Over the years, the Yad Vashem Archives have collected extensive and comprehensive documentation in various forms. Today, more than 50 years since their founding, the Yad Vashem Archives house the largest collection of Holocaust documents in the world: over 210,000,000 pages of documentation. The collections include over 131,000 survivor testimonies; over 500,000 photographs and approximately 4.8 million names registered in the Hall of Names.
The material encompasses different aspects of the Holocaust narrative. The uniqueness of the collections lies in the vast documentation of the lives and fates of the Jewish Holocaust victims, yet they also contain information about the murderers, the persecutions, the extermination process, collaborators, the “bystanders”, those who rescued Jews and more. The material spans a wide period of time: it focuses on the years of persecution and war from the early 1930s until 1945, but also includes much material about Jewish life in the years before the war as well as the fate of the survivors after the war and the ramifications of the Holocaust until present time.
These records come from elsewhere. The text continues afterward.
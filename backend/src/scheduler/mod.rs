//! Timer-driven refresh triggers.
//!
//! Two independent tokio tasks call
//! [`RefreshOrchestrator::trigger_refresh`]: one once a day at a local
//! wall-clock time, one on a fixed interval. Ticks that come due while a
//! refresh is still running are dropped by the orchestrator's single-flight
//! guard, so cycles never queue up.

use chrono::{DateTime, Duration as ChronoDuration, Local, NaiveTime, TimeZone};
use parking_lot::Mutex;
use std::sync::atomic::{AtomicBool, Ordering};
use std::sync::Arc;
use std::time::Duration;
use tokio::sync::watch;
use tokio::task::JoinHandle;
use tokio::time::{Instant, MissedTickBehavior};
use tracing::{debug, info};

use crate::config::{ConfigError, ScheduleSettings};
use crate::services::{RefreshOrchestrator, RefreshTrigger, TriggerOutcome};

/// When the scheduler fires.
#[derive(Debug, Clone, Copy, PartialEq, Eq)]
pub struct SchedulerConfig {
    /// Local time of the daily refresh; `None` disables it.
    pub daily_at: Option<NaiveTime>,
    /// Period of the interval refresh; `None` disables it.
    pub interval: Option<Duration>,
}

impl SchedulerConfig {
    pub fn from_settings(settings: &ScheduleSettings) -> Result<Self, ConfigError> {
        Ok(Self {
            daily_at: Some(settings.daily_at()?),
            interval: settings.refresh_interval(),
        })
    }
}

/// Next occurrence of `at` strictly after `now`, in `now`'s time zone.
///
/// A wall-clock time skipped by a DST transition resolves to the first
/// valid instant after it.
pub fn next_daily_run<Tz: TimeZone>(now: &DateTime<Tz>, at: NaiveTime) -> DateTime<Tz> {
    let tz = now.timezone();
    let mut candidate = now.date_naive().and_time(at);
    if candidate <= now.naive_local() {
        candidate += ChronoDuration::days(1);
    }
    for _ in 0..4 {
        if let Some(resolved) = tz.from_local_datetime(&candidate).earliest() {
            return resolved;
        }
        candidate += ChronoDuration::hours(1);
    }
    tz.from_utc_datetime(&candidate)
}

/// Background timers driving the refresh orchestrator.
pub struct Scheduler {
    orchestrator: Arc<RefreshOrchestrator>,
    config: SchedulerConfig,
    running: Arc<AtomicBool>,
    shutdown: Mutex<Option<watch::Sender<bool>>>,
    tasks: Mutex<Vec<JoinHandle<()>>>,
}

impl Scheduler {
    pub fn new(orchestrator: Arc<RefreshOrchestrator>, config: SchedulerConfig) -> Self {
        Self {
            orchestrator,
            config,
            running: Arc::new(AtomicBool::new(false)),
            shutdown: Mutex::new(None),
            tasks: Mutex::new(Vec::new()),
        }
    }

    pub fn is_running(&self) -> bool {
        self.running.load(Ordering::Acquire)
    }

    /// Shared flag mirroring [`Scheduler::is_running`].
    pub fn running_flag(&self) -> Arc<AtomicBool> {
        Arc::clone(&self.running)
    }

    /// Spawn the timer tasks. Returns `false` if they are already running.
    pub fn start(&self) -> bool {
        if self
            .running
            .compare_exchange(false, true, Ordering::AcqRel, Ordering::Acquire)
            .is_err()
        {
            return false;
        }

        let (tx, rx) = watch::channel(false);
        let mut tasks = self.tasks.lock();

        if let Some(at) = self.config.daily_at {
            info!(at = %at.format("%H:%M"), "Daily refresh scheduled");
            tasks.push(tokio::spawn(run_daily(
                Arc::clone(&self.orchestrator),
                at,
                rx.clone(),
            )));
        }
        if let Some(period) = self.config.interval {
            info!(every_secs = period.as_secs(), "Interval refresh scheduled");
            tasks.push(tokio::spawn(run_interval(
                Arc::clone(&self.orchestrator),
                period,
                rx,
            )));
        }

        *self.shutdown.lock() = Some(tx);
        true
    }

    /// Stop the timer tasks and wait for them to exit.
    ///
    /// A refresh already in flight is left to finish.
    pub async fn stop(&self) {
        if let Some(tx) = self.shutdown.lock().take() {
            let _ = tx.send(true);
        }
        let tasks: Vec<JoinHandle<()>> = std::mem::take(&mut *self.tasks.lock());
        for task in tasks {
            let _ = task.await;
        }
        if self.running.swap(false, Ordering::AcqRel) {
            info!("Scheduler stopped");
        }
    }
}

fn fire(orchestrator: &Arc<RefreshOrchestrator>, trigger: RefreshTrigger) {
    match orchestrator.trigger_refresh(trigger) {
        TriggerOutcome::Started => info!(trigger = %trigger, "Scheduled refresh started"),
        TriggerOutcome::AlreadyInProgress => {
            debug!(trigger = %trigger, "Scheduled tick skipped, refresh in flight")
        }
    }
}

async fn run_daily(
    orchestrator: Arc<RefreshOrchestrator>,
    at: NaiveTime,
    mut shutdown: watch::Receiver<bool>,
) {
    loop {
        let now = Local::now();
        let next = next_daily_run(&now, at);
        let wait = (next - now).to_std().unwrap_or(Duration::ZERO);
        debug!(next = %next, "Next daily refresh");

        tokio::select! {
            _ = tokio::time::sleep(wait) => fire(&orchestrator, RefreshTrigger::Daily),
            _ = shutdown.changed() => break,
        }
        if *shutdown.borrow() {
            break;
        }
    }
}

async fn run_interval(
    orchestrator: Arc<RefreshOrchestrator>,
    period: Duration,
    mut shutdown: watch::Receiver<bool>,
) {
    let mut ticker = tokio::time::interval_at(Instant::now() + period, period);
    ticker.set_missed_tick_behavior(MissedTickBehavior::Skip);

    loop {
        tokio::select! {
            _ = ticker.tick() => fire(&orchestrator, RefreshTrigger::Interval),
            _ = shutdown.changed() => break,
        }
        if *shutdown.borrow() {
            break;
        }
    }
}

#[cfg(test)]
mod tests;
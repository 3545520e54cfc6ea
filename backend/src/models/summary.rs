//! Per-department aggregates derived from a snapshot.
//!
//! [`compute_summary`] is the single source of these numbers: both the JSON
//! API and the workbook's Summary sheet are rendered from its output, so the
//! dashboard and the reports cannot disagree for the same snapshot.

use chrono::{DateTime, Local};
use serde::Serialize;
use std::fmt;

use super::department::{AggregateKind, AggregateRule, Department, FieldKind};
use super::record::{FieldValue, Record};
use super::snapshot::Snapshot;

/// Value of a single metric.
#[derive(Debug, Clone, Copy, PartialEq, Serialize)]
#[serde(untagged)]
pub enum AggregateValue {
    Count(u64),
    Integer(i64),
    Float(f64),
}

impl AggregateValue {
    pub fn as_f64(&self) -> f64 {
        match self {
            AggregateValue::Count(v) => *v as f64,
            AggregateValue::Integer(v) => *v as f64,
            AggregateValue::Float(v) => *v,
        }
    }
}

impl fmt::Display for AggregateValue {
    fn fmt(&self, f: &mut fmt::Formatter<'_>) -> fmt::Result {
        match self {
            AggregateValue::Count(v) => write!(f, "{}", v),
            AggregateValue::Integer(v) => write!(f, "{}", v),
            AggregateValue::Float(v) => write!(f, "{:.2}", v),
        }
    }
}

/// One computed metric.
#[derive(Debug, Clone, PartialEq)]
pub struct Metric {
    pub rule: &'static AggregateRule,
    pub value: AggregateValue,
}

/// Metrics of one department in rule order.
#[derive(Debug, Clone, PartialEq)]
pub struct DepartmentSummary {
    pub department: Department,
    pub metrics: Vec<Metric>,
}

impl DepartmentSummary {
    pub fn get(&self, key: &str) -> Option<AggregateValue> {
        self.metrics
            .iter()
            .find(|m| m.rule.key == key)
            .map(|m| m.value)
    }
}

/// Summary of a whole snapshot.
#[derive(Debug, Clone, PartialEq)]
pub struct Summary {
    pub departments: Vec<DepartmentSummary>,
    pub last_updated: Option<DateTime<Local>>,
    pub generation: u64,
}

impl Summary {
    pub fn department(&self, department: Department) -> Option<&DepartmentSummary> {
        self.departments.iter().find(|d| d.department == department)
    }
}

/// Compute the aggregates of every department in `snapshot`.
pub fn compute_summary(snapshot: &Snapshot) -> Summary {
    let departments = Department::ALL
        .iter()
        .map(|&dept| summarize_department(dept, snapshot.records(dept)))
        .collect();

    Summary {
        departments,
        last_updated: snapshot.last_updated,
        generation: snapshot.generation,
    }
}

/// Compute the aggregates of one department's records.
pub fn summarize_department(department: Department, records: &[Record]) -> DepartmentSummary {
    let schema = department.schema();
    let metrics = schema
        .aggregates
        .iter()
        .map(|rule| {
            let value = match rule.kind {
                AggregateKind::Count => AggregateValue::Count(records.len() as u64),
                AggregateKind::Sum(field) => {
                    let integral = schema
                        .field(field)
                        .map(|f| f.kind == FieldKind::Integer)
                        .unwrap_or(false);
                    sum_field(records, field, integral)
                }
                AggregateKind::StatusIn(values) => {
                    let count = records
                        .iter()
                        .filter(|r| {
                            r.get(schema.status_field)
                                .and_then(FieldValue::as_str)
                                .map(|s| values.iter().any(|v| *v == s))
                                .unwrap_or(false)
                        })
                        .count();
                    AggregateValue::Count(count as u64)
                }
            };
            Metric { rule, value }
        })
        .collect();

    DepartmentSummary {
        department,
        metrics,
    }
}

fn sum_field(records: &[Record], field: &str, integral: bool) -> AggregateValue {
    if integral {
        let total = records
            .iter()
            .filter_map(|r| match r.get(field) {
                Some(FieldValue::Integer(v)) => Some(*v),
                _ => None,
            })
            .fold(0i64, i64::saturating_add);
        AggregateValue::Integer(total)
    } else {
        let total: f64 = records
            .iter()
            .filter_map(|r| r.get(field).and_then(FieldValue::as_f64))
            .sum();
        // Keep currency totals at cent precision.
        AggregateValue::Float((total * 100.0).round() / 100.0)
    }
}

#[cfg(test)]
mod tests {
    use super::*;
    use proptest::prelude::*;
    use std::collections::BTreeMap;

    fn shipment(status: &str, quantity: i64) -> Record {
        Record::new()
            .with("status", status)
            .with("quantity", quantity)
    }

    #[test]
    fn test_empty_snapshot_summary_is_zero() {
        let summary = compute_summary(&Snapshot::empty());
        assert_eq!(summary.departments.len(), 4);
        for dept in &summary.departments {
            for metric in &dept.metrics {
                assert_eq!(metric.value.as_f64(), 0.0);
            }
        }
        assert!(summary.last_updated.is_none());
    }

    #[test]
    fn test_shipment_status_breakdown() {
        let records = vec![
            shipment("Dispatched", 10),
            shipment("Pending", 5),
            shipment("Pending", 7),
            shipment("In Transit", 3),
        ];
        let summary = summarize_department(Department::Shipment, &records);
        assert_eq!(summary.get("total_shipments"), Some(AggregateValue::Count(4)));
        assert_eq!(summary.get("total_shipped"), Some(AggregateValue::Integer(25)));
        assert_eq!(summary.get("dispatched"), Some(AggregateValue::Count(1)));
        assert_eq!(summary.get("pending"), Some(AggregateValue::Count(2)));
        assert_eq!(summary.get("delivered"), Some(AggregateValue::Count(0)));
    }

    #[test]
    fn test_purchase_amount_sum_rounds_to_cents() {
        let records = vec![
            Record::new().with("amount", 0.1).with("status", "Approved"),
            Record::new().with("amount", 0.2).with("status", "Delivered"),
        ];
        let summary = summarize_department(Department::Purchase, &records);
        assert_eq!(summary.get("total_amount"), Some(AggregateValue::Float(0.3)));
        assert_eq!(summary.get("completed"), Some(AggregateValue::Count(2)));
    }

    #[test]
    fn test_integer_sum_saturates() {
        let records = vec![
            shipment("Pending", i64::MAX),
            shipment("Pending", 1),
            shipment("Delivered", i64::MAX),
        ];
        let summary = summarize_department(Department::Shipment, &records);
        assert_eq!(
            summary.get("total_shipped"),
            Some(AggregateValue::Integer(i64::MAX))
        );
    }

    #[test]
    fn test_summary_carries_snapshot_metadata() {
        let mut tables = BTreeMap::new();
        tables.insert(Department::Shipment, vec![shipment("Pending", 1)]);
        let mut snapshot = Snapshot::new(tables, Local::now());
        snapshot.generation = 7;
        let summary = compute_summary(&snapshot);
        assert_eq!(summary.generation, 7);
        assert_eq!(summary.last_updated, snapshot.last_updated);
    }

    proptest! {
        #[test]
        fn prop_status_counts_never_exceed_total(
            rows in prop::collection::vec((0usize..4, 0i64..1000), 0..80)
        ) {
            let statuses = ["Dispatched", "In Transit", "Pending", "Delivered"];
            let records: Vec<Record> = rows
                .iter()
                .map(|(s, q)| shipment(statuses[*s], *q))
                .collect();
            let summary = summarize_department(Department::Shipment, &records);
            let total = summary.get("total_shipments").unwrap().as_f64();
            let by_status = summary.get("dispatched").unwrap().as_f64()
                + summary.get("pending").unwrap().as_f64()
                + summary.get("delivered").unwrap().as_f64();
            prop_assert_eq!(total, records.len() as f64);
            prop_assert!(by_status <= total);
            let shipped: i64 = rows.iter().map(|(_, q)| *q).sum();
            prop_assert_eq!(summary.get("total_shipped"), Some(AggregateValue::Integer(shipped)));
        }
    }
}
Documentation: Documentary material includes documents from Jewish organizations and other official institutions, original Nazi documents, documentation of historical commissions for the investigation of Nazi atrocities, and legal documentation collected on various occasions, such as investigations in preparation for the Nuremberg trials and the Eichmann trial in Israel.
Testimonies: One of the first departments established at Yad Vashem was the Testimonies Department. Yad Vashem began collecting written testimonies as early as the late 1940s. Later, audio testimonies were recorded, and from 1989, the testimonies have been videotaped. The Archives also collect copies of testimonies taken throughout the world. Presently, the Yad Vashem Archives house over 125,000 testimonies, approximately 60% of which are in video format.
Pages of Testimony: Since the middle of the 1950s, survivors, relatives and friends of those who perished, have been filling out Pages of Testimony forms and submitting them to Yad Vashem. The first 800,000 Pages of Testimony were collected in the 1950s. Today there are approximately 2.7 million names registered on Pages of Testimony, recorded in more than 20 different languages. The Pages of Testimony have all been scanned and can be viewed in the Central Database of Shoah Victims’ Names.
Archive Record Groups.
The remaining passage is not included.